Nascido nos Estados Unidos há mais de um século, o blues atravessou gerações, fronteiras e estilos musicais. Muito além de um gênero associado à guitarra, aos vocais marcantes e às tradicionais estruturas de 12 compassos, o blues está na origem de boa parte da música popular que se consolidou ao longo do século 20. Em Paranavaí e região, essa influência também encontra espaço, ainda que a cidade não seja tradicionalmente reconhecida como um polo do gênero.
Para o músico Thiago Guglielmi, que atua há 20 anos no cenário musical, a relação entre o blues e o público brasileiro é muito mais profunda do que pode parecer à primeira vista. Ele lembra que o gênero é frequentemente chamado de “mãe do rock and roll” e que sua influência chegou ao Brasil por diferentes caminhos, muitas vezes sem que o público percebesse.
Segundo Guglielmi, a trajetória do blues passa diretamente pela transformação da música popular. Ele cita a Jovem Guarda, Renato e Seus Blue Caps, Beatles, Beach Boys e Raul Seixas como exemplos de artistas que, de diferentes maneiras, incorporaram elementos derivados do blues e do rock and roll.
“De maneira objetiva, talvez a gente perceba o blues na música popular em solos de guitarra, em alguma passagem harmônica ou quando o artista decide fazer um blues”, explica.
Do campo para diferentes gerações
Para entender a força do gênero, porém, Guglielmi propõe olhar também para suas origens sociais. O blues nasceu entre comunidades negras norte-americanas submetidas à exploração e à escravidão, carregando desde o início temas relacionados à dor, ao trabalho, às relações humanas e à vida cotidiana.
É justamente nesse ponto que o músico encontra uma aproximação curiosa com manifestações da música brasileira, especialmente a moda de viola e o chamado sertanejo raiz.
“O blues, assim como a moda de viola e o chamado sertanejo raiz, veio do campo, do trabalho braçal, de vidas sofridas e, no caso do blues, da exploração escravocrata”, afirma.
Construindo um público em Paranavaí
A presença do blues em Paranavaí também é resultado de um processo gradual.
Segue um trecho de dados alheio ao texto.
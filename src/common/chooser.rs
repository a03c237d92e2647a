//! 描画側から見た色選択のインターフェース
//!
//! 描画側は反復回数グリッドを `ColorChooserFactory` に渡して `ColorChooser` を作り、
//! 1ピクセルごとに色を問い合わせる。

use image::Rgb;
use rayon::prelude::*;

use super::colors::{rgb_to_u32, ColorMap};
use super::constants::MAX_ITER;
use super::grid::IterationGrid;

/// 反復回数から色を返す
pub trait ColorChooser {
    fn color(&self, iter: u32) -> Rgb<u8>;

    /// u32形式（0xRRGGBB）で色を返す
    fn color_u32(&self, iter: u32) -> u32 {
        rgb_to_u32(self.color(iter))
    }
}

impl ColorChooser for ColorMap {
    fn color(&self, iter: u32) -> Rgb<u8> {
        self.get_color(iter)
    }
}

/// グリッドごとに `ColorChooser` を作る
pub trait ColorChooserFactory {
    type Chooser: ColorChooser;

    fn create(&self, grid: &IterationGrid) -> Self::Chooser;
}

/// 出現頻度に基づくスペクトル配色
#[derive(Debug, Clone, Copy, PartialEq, Eq)]
pub struct SpectrumColoring {
    /// 発散しなかった点の反復回数（黒で描画）
    pub threshold: u32,
}

impl Default for SpectrumColoring {
    fn default() -> Self {
        Self {
            threshold: MAX_ITER,
        }
    }
}

impl ColorChooserFactory for SpectrumColoring {
    type Chooser = ColorMap;

    fn create(&self, grid: &IterationGrid) -> ColorMap {
        ColorMap::from_grid(grid, self.threshold)
    }
}

/// グリッド全体を u32 形式のピクセル列に変換（行単位で並列）
pub fn colorize<C>(chooser: &C, grid: &IterationGrid) -> Vec<u32>
where
    C: ColorChooser + Sync,
{
    let width = grid.width();
    if width == 0 {
        return Vec::new();
    }

    grid.cells()
        .par_chunks(width)
        .flat_map_iter(|row| row.iter().map(|&iter| chooser.color_u32(iter)))
        .collect()
}

/// 複数のグリッドから色テーブルを並列に作成（入力と同じ順序）
pub fn build_many(grids: &[IterationGrid], threshold: u32) -> Vec<ColorMap> {
    grids
        .par_iter()
        .map(|grid| ColorMap::from_grid(grid, threshold))
        .collect()
}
Depois de retornar à cidade, em 2016, após um período trabalhando fora com o Montanas Trio, Guglielmi passou a promover, ao lado de outros músicos, eventos e sessões de jam.
O termo “jam session”, em inglês, define um encontro informal de músicos que se reúnem para tocar e improvisar juntos sem ensaio prévio ou repertório fixo. O foco principal é a espontaneidade, a troca de ideias e a diversão coletiva.
As apresentações foram ajudando a aproximar o público do gênero. Nem todas as experiências funcionaram da mesma maneira, mas a repetição dos encontros permitiu que novas pessoas tivessem contato com o blues.
Posteriormente, foi criado o projeto Guglielmi Blues Convida, reunindo repertórios de blues, rock, funk e soul. A proposta ajudou a apresentar o gênero por meio de diferentes sonoridades, permitindo que o público reconhecesse elementos do blues mesmo quando eles apareciam misturados a outras referências.
“Acho que esse processo acontece com o público quando está diante de um show diverso de blues, tipo, ‘Ah, isso é blues’, reconhecendo e se divertindo”, explica.
Uma cena musical que mudou
Na avaliação do músico, Paranavaí passou por mudanças importantes na forma de fomentar a cultura ao longo das últimas duas décadas. Para ele, a continuidade de políticas culturais tem contribuído para ampliar as oportunidades de artistas locais.
Ele destaca a existência de iniciativas públicas voltadas à contratação de artistas locais, além de programas e editais que permitem que músicos e outros agentes culturais desenvolvam projetos para a população.
Na comparação com o cenário de cerca de 20 anos atrás, a principal mudança estaria justamente na disponibilidade de recursos e mecanismos de incentivo. Ainda assim, ele avalia que há espaço para avançar, principalmente na iniciativa privada e na criação de uma programação noturna mais voltada à música, aos espetáculos e ao entretenimento.
Por onde começar a ouvir blues?
Para quem ainda não teve contato com o gênero, Thiago não hesita na indicação: B.B. King.
Considerado um dos maiores nomes da história do blues, o guitarrista norte-americano marcou gerações com seu estilo de tocar, sua voz e a forma como transformou a guitarra em uma extensão da interpretação.
Paranavaí pode ampliar seu espaço na música autoral
Para Guglielmi, o futuro da cena musical de Paranavaí depende de uma combinação entre políticas públicas, organização dos artistas e, principalmente, participação do público.
Na avaliação dele, é necessário continuar ampliando os recursos destinados à cultura, mas também tornar os editais mais acessíveis e compatíveis com a realidade financeira dos projetos.
“Temos que acreditar que, se o público não tiver a chance de ouvir algo diferente, ele nunca vai curtir algo diferente”, defende.